That means, say, that Guillermo Saccomanno, who won the Premio Hammett Prize for best crime novel in Spanish earlier today, is virtually unknown outside of his native Argentina–despite writing in a language common to most of South and Central America.

Saccomanno, 61, took the prize for the novel 77, but it’s merely the latest volume in a long and productive career that includes poetry collections, books of short stories, and a number of highly regarded crime novels. Several of his books have been made into movies, including Bajo Bandera, named best film at the 1998 Cartagena Film Festival.

After accepting the Hammett award, given at the Semana Negra crime writing festival, Saccomanno called 77 a “phantom novel” because it has not been distributed in the rest of Latin America.

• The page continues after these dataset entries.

impl MemoryRepo {
    pub fn new(repo: &str, branch: &str) -> Self {
        let mut inner = Inner::default();
        inner.trees.insert("tree-0".to_string(), Tree::new());
        inner.commits.insert(
            "commit-0".to_string(),
            Commit {
                tree: "tree-0".to_string(),
                parent: None,
                message: "Initial commit".to_string(),
            },
        );
        inner.head = "commit-0".to_string();

        Self {
            repo: repo.parse().unwrap(),
            branch: branch.to_string(),
            inner: Mutex::new(inner),
        }
    }

    /// Place a file on the branch without recording a commit.
    pub fn seed(&self, path: &str, content: &str) {
        self.seed_bytes(path, content.as_bytes());
    }

    pub fn seed_bytes(&self, path: &str, content: &[u8]) {
        let mut inner = self.inner.lock().unwrap();
        let sha = inner.store_blob(content);
        let tree_id = inner.commits[&inner.head].tree.clone();
        inner
            .trees
            .get_mut(&tree_id)
            .unwrap()
            .insert(path.to_string(), (REGULAR_FILE_MODE.to_string(), sha));
    }

    pub fn file_text(&self, path: &str) -> Option<String> {
        let inner = self.inner.lock().unwrap();
        let (_, sha) = inner.head_tree().get(path)?;
        Some(String::from_utf8(inner.blobs[sha].clone()).unwrap())
    }

    pub fn file_sha(&self, path: &str) -> Option<String> {
        let inner = self.inner.lock().unwrap();
        inner.head_tree().get(path).map(|(_, sha)| sha.clone())
    }

    /// Every file path on the branch, sorted.
    pub fn paths(&self) -> Vec<String> {
        let inner = self.inner.lock().unwrap();
        inner.head_tree().keys().cloned().collect()
    }

    /// Messages of the commits on the branch since creation, oldest first.
    pub fn commit_messages(&self) -> Vec<String> {
        let inner = self.inner.lock().unwrap();
        let mut messages = Vec::new();
        let mut cursor = Some(inner.head.clone());
        while let Some(id) = cursor {
            let commit = &inner.commits[&id];
            if commit.parent.is_some() {
                messages.push(commit.message.clone());
            }
            cursor = commit.parent.clone();
        }
        messages.reverse();
        messages
    }

    pub fn commit_count(&self) -> usize {
        self.commit_messages().len()
    }

    /// Make the next `n` contents-API writes to `path` fail with a conflict.
    pub fn conflict_next_writes(&self, path: &str, n: usize) {
        let mut inner = self.inner.lock().unwrap();
        inner.conflicts.insert(path.to_string(), n);
    }

    /// Make the next recursive tree listing report truncation.
    pub fn truncate_next_tree_listing(&self) {
        self.inner.lock().unwrap().truncate_tree_listing = true;
    }

    /// Make the next branch update fail as if another commit landed first.
    pub fn reject_next_ref_update(&self) {
        self.inner.lock().unwrap().reject_ref_update = true;
    }
}

impl RepoApi for MemoryRepo {
    fn repository(&self) -> &RepoKey {
        &self.repo
    }

    fn branch(&self) -> &str {
        &self.branch
    }

    fn get_file(&self, path: &str) -> Result<Option<RemoteFile>, GithubError> {
        let inner = self.inner.lock().unwrap();
        Ok(inner.head_tree().get(path).map(|(_, sha)| RemoteFile {
            path: path.to_string(),
            sha: sha.clone(),
            content: inner.blobs[sha].clone(),
        }))
    }

    fn list_dir(&self, path: &str) -> Result<Option<Vec<DirEntry>>, GithubError> {
        let inner = self.inner.lock().unwrap();
        let tree = inner.head_tree();

        if let Some((_, sha)) = tree.get(path) {
            let name = path.rsplit('/').next().unwrap_or(path).to_string();
            return Ok(Some(vec![DirEntry {
                name,
                path: path.to_string(),
                sha: sha.clone(),
                kind: EntryKind::File,
            }]));
        }

        let prefix = format!("{}/", path);
        let mut files = Vec::new();
        let mut dirs = BTreeSet::new();
        for (file, (_, sha)) in tree.range(prefix.clone()..) {
            let Some(rest) = file.strip_prefix(&prefix) else {
                break;
            };
            match rest.split_once('/') {
                Some((dir, _)) => {
                    dirs.insert(dir.to_string());
                }
                None => files.push(DirEntry {
                    name: rest.to_string(),
                    path: file.clone(),
                    sha: sha.clone(),
                    kind: EntryKind::File,
                }),
            }
        }

        if files.is_empty() && dirs.is_empty() {
            return Ok(None);
        }

        let mut entries: Vec<DirEntry> = dirs
            .into_iter()
            .map(|name| DirEntry {
                path: format!("{}{}", prefix, name),
                name,
                sha: "tree".to_string(),
                kind: EntryKind::Dir,
            })
            .collect();
        entries.extend(files);
        Ok(Some(entries))
    }

    fn put_file(
        &self,
        path: &str,
        content: &[u8],
        message: &str,
        sha: Option<&str>,
    ) -> Result<FileCommit, GithubError> {
        let mut inner = self.inner.lock().unwrap();
        if inner.take_conflict(path) {
            return Err(GithubError::Conflict(format!("{} does not match", path)));
        }

        let existing = inner.head_tree().get(path).map(|(_, s)| s.clone());
        match (existing.as_deref(), sha) {
            (Some(_), None) => {
                return Err(GithubError::Conflict(format!(
                    "\"sha\" wasn't supplied for {}",
                    path
                )));
            }
            (Some(current), Some(given)) if current != given => {
                return Err(GithubError::Conflict(format!("{} does not match {}", path, given)));
            }
            (None, Some(given)) => {
                return Err(GithubError::Conflict(format!("{} does not match {}", path, given)));
            }
            _ => {}
        }

        let content_sha = inner.store_blob(content);
        let mut tree = inner.head_tree().clone();
        tree.insert(
            path.to_string(),
            (REGULAR_FILE_MODE.to_string(), content_sha.clone()),
        );
        let commit_sha = inner.commit_on_head(tree, message);
        Ok(FileCommit {
            content_sha,
            commit_sha,
        })
    }

    fn delete_file(&self, path: &str, message: &str, sha: &str) -> Result<(), GithubError> {
        let mut inner = self.inner.lock().unwrap();
        if inner.take_conflict(path) {
            return Err(GithubError::Conflict(format!("{} does not match", path)));
        }

        let mut tree = inner.head_tree().clone();
        match tree.remove(path) {
            None => Err(GithubError::NotFound(format!("contents/{}", path))),
            Some((_, current)) if current != sha => {
                Err(GithubError::Conflict(format!("{} does not match {}", path, sha)))
            }
            Some(_) => {
                inner.commit_on_head(tree, message);
                Ok(())
            }
        }
    }

    fn branch_head(&self) -> Result<String, GithubError> {
        Ok(self.inner.lock().unwrap().head.clone())
    }

    fn commit_tree(&self, commit_sha: &str) -> Result<String, GithubError> {
        let inner = self.inner.lock().unwrap();
        inner
            .commits
            .get(commit_sha)
            .map(|c| c.tree.clone())
            .ok_or_else(|| GithubError::NotFound(format!("git/commits/{}", commit_sha)))
    }

    fn list_tree(&self, tree_sha: &str) -> Result<Vec<TreeEntry>, GithubError> {
        let mut inner = self.inner.lock().unwrap();
        if std::mem::take(&mut inner.truncate_tree_listing) {
            return Err(GithubError::Truncated(format!("git/trees/{}", tree_sha)));
        }
        let tree = inner
            .trees
            .get(tree_sha)
            .ok_or_else(|| GithubError::NotFound(format!("git/trees/{}", tree_sha)))?;

        let mut dirs = BTreeSet::new();
        let mut entries = Vec::new();
        for (path, (mode, sha)) in tree {
            let mut parent = path.as_str();
            while let Some((dir, _)) = parent.rsplit_once('/') {
                dirs.insert(dir.to_string());
                parent = dir;
            }
            entries.push(TreeEntry {
                path: path.clone(),
                mode: mode.clone(),
                kind: "blob".to_string(),
                sha: sha.clone(),
            });
        }
        entries.extend(dirs.into_iter().map(|path| TreeEntry {
            path,
            mode: "040000".to_string(),
            kind: "tree".to_string(),
            sha: "tree".to_string(),
        }));
        Ok(entries)
    }

    fn create_blob(&self, content: &[u8]) -> Result<String, GithubError> {
        Ok(self.inner.lock().unwrap().store_blob(content))
    }

    fn create_tree(&self, base_tree: &str, changes: &[TreeChange]) -> Result<String, GithubError> {
        let mut inner = self.inner.lock().unwrap();
        let mut tree = inner
            .trees
            .get(base_tree)
            .cloned()
            .ok_or_else(|| GithubError::NotFound(format!("git/trees/{}", base_tree)))?;

        for change in changes {
            match &change.sha {
                Some(sha) => {
                    if !inner.blobs.contains_key(sha) {
                        return Err(GithubError::Status {
                            status: 422,
                            message: format!("unknown blob {}", sha),
                        });
                    }
                    tree.insert(change.path.clone(), (change.mode.clone(), sha.clone()));
                }
                None => {
                    if tree.remove(&change.path).is_none() {
                        return Err(GithubError::Status {
                            status: 422,
                            message: format!("path {} not in base tree", change.path),
                        });
                    }
                }
            }
        }

        let id = inner.id("tree");
        inner.trees.insert(id.clone(), tree);
        Ok(id)
    }

    fn create_commit(&self, message: &str, tree_sha: &str, parent: &str) -> Result<String, GithubError> {
        let mut inner = self.inner.lock().unwrap();
        if !inner.trees.contains_key(tree_sha) || !inner.commits.contains_key(parent) {
            return Err(GithubError::Status {
                status: 422,
                message: "tree or parent does not exist".to_string(),
            });
        }
        let id = inner.id("commit");
        inner.commits.insert(
            id.clone(),
            Commit {
                tree: tree_sha.to_string(),
                parent: Some(parent.to_string()),
                message: message.to_string(),
            },
        );
        Ok(id)
    }

    fn update_branch(&self, commit_sha: &str) -> Result<(), GithubError> {
        let mut inner = self.inner.lock().unwrap();
        if std::mem::take(&mut inner.reject_ref_update) {
            return Err(GithubError::Conflict("Update is not a fast forward".to_string()));
        }
        let parent = inner
            .commits
            .get(commit_sha)
            .ok_or_else(|| GithubError::NotFound(format!("git/commits/{}", commit_sha)))?
            .parent
            .clone();
        if parent.as_deref() != Some(inner.head.as_str()) {
            return Err(GithubError::Conflict("Update is not a fast forward".to_string()));
        }
        inner.head = commit_sha.to_string();
        Ok(())
    }
}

“This is a policy we Latin American writers suffer,” Saccomanno told Reuters. “The book isn’t even published in neighboring countries, so what happens is we have to circulate the books through friends in Mexico or Venezuela.”

Saccomanno said it’s the practice of all the major Spanish language publishers, naming Alfaguara, Random House, and his own publisher, Planeta.

“This is nothing new,” Saccomanno said. “Globalization, like imperialism, has the same ‘divide and rule’ strategy.”

Set in 1977, when Argentina was ruled by a military dictatorship, 77 is the story of a gay teacher with Peronist sympathies and a fascination with English literature. Saccomanno says the theme of the book is civilian complicity in the so-called “Dirty War,” in which thousands of dissidents disappeared.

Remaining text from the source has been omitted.